(INFORMATION begins)

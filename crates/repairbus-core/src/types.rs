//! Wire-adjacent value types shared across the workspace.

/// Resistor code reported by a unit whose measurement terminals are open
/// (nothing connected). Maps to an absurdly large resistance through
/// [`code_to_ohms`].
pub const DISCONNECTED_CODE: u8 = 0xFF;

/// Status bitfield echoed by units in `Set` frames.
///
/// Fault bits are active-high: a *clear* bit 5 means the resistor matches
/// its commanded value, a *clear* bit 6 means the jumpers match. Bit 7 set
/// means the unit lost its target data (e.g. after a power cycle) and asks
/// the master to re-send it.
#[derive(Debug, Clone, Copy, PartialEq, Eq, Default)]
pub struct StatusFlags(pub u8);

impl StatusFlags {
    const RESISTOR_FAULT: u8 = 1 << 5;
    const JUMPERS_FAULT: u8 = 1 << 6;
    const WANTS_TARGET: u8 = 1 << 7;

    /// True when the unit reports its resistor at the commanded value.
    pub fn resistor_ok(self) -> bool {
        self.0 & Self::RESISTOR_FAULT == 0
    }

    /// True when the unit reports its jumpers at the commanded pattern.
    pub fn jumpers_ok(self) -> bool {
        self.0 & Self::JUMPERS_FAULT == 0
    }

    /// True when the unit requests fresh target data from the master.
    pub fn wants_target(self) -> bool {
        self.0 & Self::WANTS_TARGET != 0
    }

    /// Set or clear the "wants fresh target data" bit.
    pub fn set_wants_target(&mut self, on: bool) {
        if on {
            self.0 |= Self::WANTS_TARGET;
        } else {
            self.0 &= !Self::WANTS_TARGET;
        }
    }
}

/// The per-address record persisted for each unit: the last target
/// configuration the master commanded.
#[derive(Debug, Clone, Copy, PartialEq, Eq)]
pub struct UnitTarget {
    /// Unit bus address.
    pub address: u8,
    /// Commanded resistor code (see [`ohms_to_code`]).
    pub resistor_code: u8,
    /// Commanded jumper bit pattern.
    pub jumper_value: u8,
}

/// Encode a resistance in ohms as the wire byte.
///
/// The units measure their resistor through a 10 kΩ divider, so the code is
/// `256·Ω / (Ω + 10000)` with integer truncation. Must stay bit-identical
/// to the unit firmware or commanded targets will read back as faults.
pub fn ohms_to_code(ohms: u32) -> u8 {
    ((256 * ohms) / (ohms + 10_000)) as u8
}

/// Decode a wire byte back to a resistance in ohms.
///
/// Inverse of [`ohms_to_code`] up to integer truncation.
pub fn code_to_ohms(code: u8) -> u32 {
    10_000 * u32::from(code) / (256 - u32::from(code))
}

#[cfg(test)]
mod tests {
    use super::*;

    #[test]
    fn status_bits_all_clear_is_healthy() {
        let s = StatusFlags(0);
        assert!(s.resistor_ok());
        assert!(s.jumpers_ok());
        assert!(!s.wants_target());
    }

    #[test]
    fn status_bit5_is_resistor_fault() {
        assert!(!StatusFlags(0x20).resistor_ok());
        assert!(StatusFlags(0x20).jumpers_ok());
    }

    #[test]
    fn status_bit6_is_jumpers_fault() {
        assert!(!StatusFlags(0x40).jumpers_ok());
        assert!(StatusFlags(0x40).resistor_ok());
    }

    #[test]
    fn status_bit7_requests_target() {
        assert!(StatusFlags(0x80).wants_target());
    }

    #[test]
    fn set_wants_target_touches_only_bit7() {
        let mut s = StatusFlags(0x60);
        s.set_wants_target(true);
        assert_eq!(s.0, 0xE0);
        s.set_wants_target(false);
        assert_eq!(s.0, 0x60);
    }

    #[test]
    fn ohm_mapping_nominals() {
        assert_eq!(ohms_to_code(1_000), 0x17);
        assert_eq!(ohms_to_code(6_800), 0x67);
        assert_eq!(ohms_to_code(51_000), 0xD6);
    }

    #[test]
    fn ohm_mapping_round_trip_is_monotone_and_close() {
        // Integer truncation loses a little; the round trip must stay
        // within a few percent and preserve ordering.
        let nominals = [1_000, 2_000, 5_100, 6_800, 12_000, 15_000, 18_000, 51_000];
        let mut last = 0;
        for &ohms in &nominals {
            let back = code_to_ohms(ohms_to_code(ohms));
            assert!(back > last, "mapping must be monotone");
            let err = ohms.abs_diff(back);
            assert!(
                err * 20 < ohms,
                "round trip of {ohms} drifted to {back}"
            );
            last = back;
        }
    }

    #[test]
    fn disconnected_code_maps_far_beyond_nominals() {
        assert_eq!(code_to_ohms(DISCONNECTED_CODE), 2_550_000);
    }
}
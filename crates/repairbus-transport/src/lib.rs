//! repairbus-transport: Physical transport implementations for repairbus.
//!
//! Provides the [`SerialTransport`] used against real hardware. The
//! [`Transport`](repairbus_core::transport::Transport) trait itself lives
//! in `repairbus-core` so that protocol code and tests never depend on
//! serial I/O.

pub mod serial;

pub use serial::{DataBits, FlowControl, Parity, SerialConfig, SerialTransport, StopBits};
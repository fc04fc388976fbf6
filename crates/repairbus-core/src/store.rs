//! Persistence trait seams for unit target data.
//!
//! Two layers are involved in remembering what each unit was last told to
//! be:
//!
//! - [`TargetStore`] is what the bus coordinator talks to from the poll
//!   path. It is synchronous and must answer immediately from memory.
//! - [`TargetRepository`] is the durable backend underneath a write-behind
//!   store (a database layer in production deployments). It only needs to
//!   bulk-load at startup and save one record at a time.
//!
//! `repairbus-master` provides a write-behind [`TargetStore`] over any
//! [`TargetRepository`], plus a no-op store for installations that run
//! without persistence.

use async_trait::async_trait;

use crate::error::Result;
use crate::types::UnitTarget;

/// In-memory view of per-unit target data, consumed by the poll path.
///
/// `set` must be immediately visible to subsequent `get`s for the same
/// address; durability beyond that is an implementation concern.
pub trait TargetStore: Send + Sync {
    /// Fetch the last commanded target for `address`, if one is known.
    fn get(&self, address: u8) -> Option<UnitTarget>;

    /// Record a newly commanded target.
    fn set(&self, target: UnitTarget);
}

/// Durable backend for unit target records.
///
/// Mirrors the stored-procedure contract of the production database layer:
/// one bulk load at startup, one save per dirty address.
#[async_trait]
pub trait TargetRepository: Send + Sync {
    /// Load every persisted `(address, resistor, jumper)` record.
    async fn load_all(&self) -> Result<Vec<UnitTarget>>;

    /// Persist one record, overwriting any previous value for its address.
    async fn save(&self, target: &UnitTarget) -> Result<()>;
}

(INFORMATION ends)

**DIRECTIONS:**
Could you output each line above exactly as it was given?

**SOLUTION TO THIS PROBLEM:**
filename crates/repairbus-core/src/types.rs
//! Wire-adjacent value types shared across the workspace.

/// Resistor code reported by a unit whose measurement terminals are open
/// (nothing connected). Maps to an absurdly large resistance through
/// [`code_to_ohms`].
pub const DISCONNECTED_CODE: u8 = 0xFF;

/// Status bitfield echoed by units in `Set` frames.
///
/// Fault bits are active-high: a *clear* bit 5 means the resistor matches
/// its commanded value, a *clear* bit 6 means the jumpers match. Bit 7 set
/// means the unit lost its target data (e.g. after a power cycle) and asks
/// the master to re-send it.
#[derive(Debug, Clone, Copy, PartialEq, Eq, Default)]
pub struct StatusFlags(pub u8);

impl StatusFlags {
    const RESISTOR_FAULT: u8 = 1 << 5;
    const JUMPERS_FAULT: u8 = 1 << 6;
    const WANTS_TARGET: u8 = 1 << 7;

    /// True when the unit reports its resistor at the commanded value.
    pub fn resistor_ok(self) -> bool {
        self.0 & Self::RESISTOR_FAULT == 0
    }

    /// True when the unit reports its jumpers at the commanded pattern.
    pub fn jumpers_ok(self) -> bool {
        self.0 & Self::JUMPERS_FAULT == 0
    }

    /// True when the unit requests fresh target data from the master.
    pub fn wants_target(self) -> bool {
        self.0 & Self::WANTS_TARGET != 0
    }

    /// Set or clear the "wants fresh target data" bit.
    pub fn set_wants_target(&mut self, on: bool) {
        if on {
            self.0 |= Self::WANTS_TARGET;
        } else {
            self.0 &= !Self::WANTS_TARGET;
        }
    }
}

/// The per-address record persisted for each unit: the last target
/// configuration the master commanded.
#[derive(Debug, Clone, Copy, PartialEq, Eq)]
pub struct UnitTarget {
    /// Unit bus address.
    pub address: u8,
    /// Commanded resistor code (see [`ohms_to_code`]).
    pub resistor_code: u8,
    /// Commanded jumper bit pattern.
    pub jumper_value: u8,
}

/// Encode a resistance in ohms as the wire byte.
///
/// The units measure their resistor through a 10 kΩ divider, so the code is
/// `256·Ω / (Ω + 10000)` with integer truncation. Must stay bit-identical
/// to the unit firmware or commanded targets will read back as faults.
pub fn ohms_to_code(ohms: u32) -> u8 {
    ((256 * ohms) / (ohms + 10_000)) as u8
}

/// Decode a wire byte back to a resistance in ohms.
///
/// Inverse of [`ohms_to_code`] up to integer truncation.
pub fn code_to_ohms(code: u8) -> u32 {
    10_000 * u32::from(code) / (256 - u32::from(code))
}

#[cfg(test)]
mod tests {
    use super::*;

    #[test]
    fn status_bits_all_clear_is_healthy() {
        let s = StatusFlags(0);
        assert!(s.resistor_ok());
        assert!(s.jumpers_ok());
        assert!(!s.wants_target());
    }

    #[test]
    fn status_bit5_is_resistor_fault() {
        assert!(!StatusFlags(0x20).resistor_ok());
        assert!(StatusFlags(0x20).jumpers_ok());
    }

    #[test]
    fn status_bit6_is_jumpers_fault() {
        assert!(!StatusFlags(0x40).jumpers_ok());
        assert!(StatusFlags(0x40).resistor_ok());
    }

    #[test]
    fn status_bit7_requests_target() {
        assert!(StatusFlags(0x80).wants_target());
    }

    #[test]
    fn set_wants_target_touches_only_bit7() {
        let mut s = StatusFlags(0x60);
        s.set_wants_target(true);
        assert_eq!(s.0, 0xE0);
        s.set_wants_target(false);
        assert_eq!(s.0, 0x60);
    }

    #[test]
    fn ohm_mapping_nominals() {
        assert_eq!(ohms_to_code(1_000), 0x17);
        assert_eq!(ohms_to_code(6_800), 0x67);
        assert_eq!(ohms_to_code(51_000), 0xD6);
    }

    #[test]
    fn ohm_mapping_round_trip_is_monotone_and_close() {
        // Integer truncation loses a little; the round trip must stay
        // within a few percent and preserve ordering.
        let nominals = [1_000, 2_000, 5_100, 6_800, 12_000, 15_000, 18_000, 51_000];
        let mut last = 0;
        for &ohms in &nominals {
            let back = code_to_ohms(ohms_to_code(ohms));
            assert!(back > last, "mapping must be monotone");
            let err = ohms.abs_diff(back);
            assert!(
                err * 20 < ohms,
                "round trip of {ohms} drifted to {back}"
            );
            last = back;
        }
    }

    #[test]
    fn disconnected_code_maps_far_beyond_nominals() {
        assert_eq!(code_to_ohms(DISCONNECTED_CODE), 2_550_000);
    }
}
filename crates/repairbus-transport/src/lib.rs
//! repairbus-transport: Physical transport implementations for repairbus.
//!
//! Provides the [`SerialTransport`] used against real hardware. The
//! [`Transport`](repairbus_core::transport::Transport) trait itself lives
//! in `repairbus-core` so that protocol code and tests never depend on
//! serial I/O.

pub mod serial;

pub use serial::{DataBits, FlowControl, Parity, SerialConfig, SerialTransport, StopBits};
repository fc04fc388976fbf6
filename crates/repairbus-core/src/store.rs
//! Persistence trait seams for unit target data.
//!
//! Two layers are involved in remembering what each unit was last told to
//! be:
//!
//! - [`TargetStore`] is what the bus coordinator talks to from the poll
//!   path. It is synchronous and must answer immediately from memory.
//! - [`TargetRepository`] is the durable backend underneath a write-behind
//!   store (a database layer in production deployments). It only needs to
//!   bulk-load at startup and save one record at a time.
//!
//! `repairbus-master` provides a write-behind [`TargetStore`] over any
//! [`TargetRepository`], plus a no-op store for installations that run
//! without persistence.

use async_trait::async_trait;

use crate::error::Result;
use crate::types::UnitTarget;

/// In-memory view of per-unit target data, consumed by the poll path.
///
/// `set` must be immediately visible to subsequent `get`s for the same
/// address; durability beyond that is an implementation concern.
pub trait TargetStore: Send + Sync {
    /// Fetch the last commanded target for `address`, if one is known.
    fn get(&self, address: u8) -> Option<UnitTarget>;

    /// Record a newly commanded target.
    fn set(&self, target: UnitTarget);
}

/// Durable backend for unit target records.
///
/// Mirrors the stored-procedure contract of the production database layer:
/// one bulk load at startup, one save per dirty address.
#[async_trait]
pub trait TargetRepository: Send + Sync {
    /// Load every persisted `(address, resistor, jumper)` record.
    async fn load_all(&self) -> Result<Vec<UnitTarget>>;

    /// Persist one record, overwriting any previous value for its address.
    async fn save(&self, target: &UnitTarget) -> Result<()>;
}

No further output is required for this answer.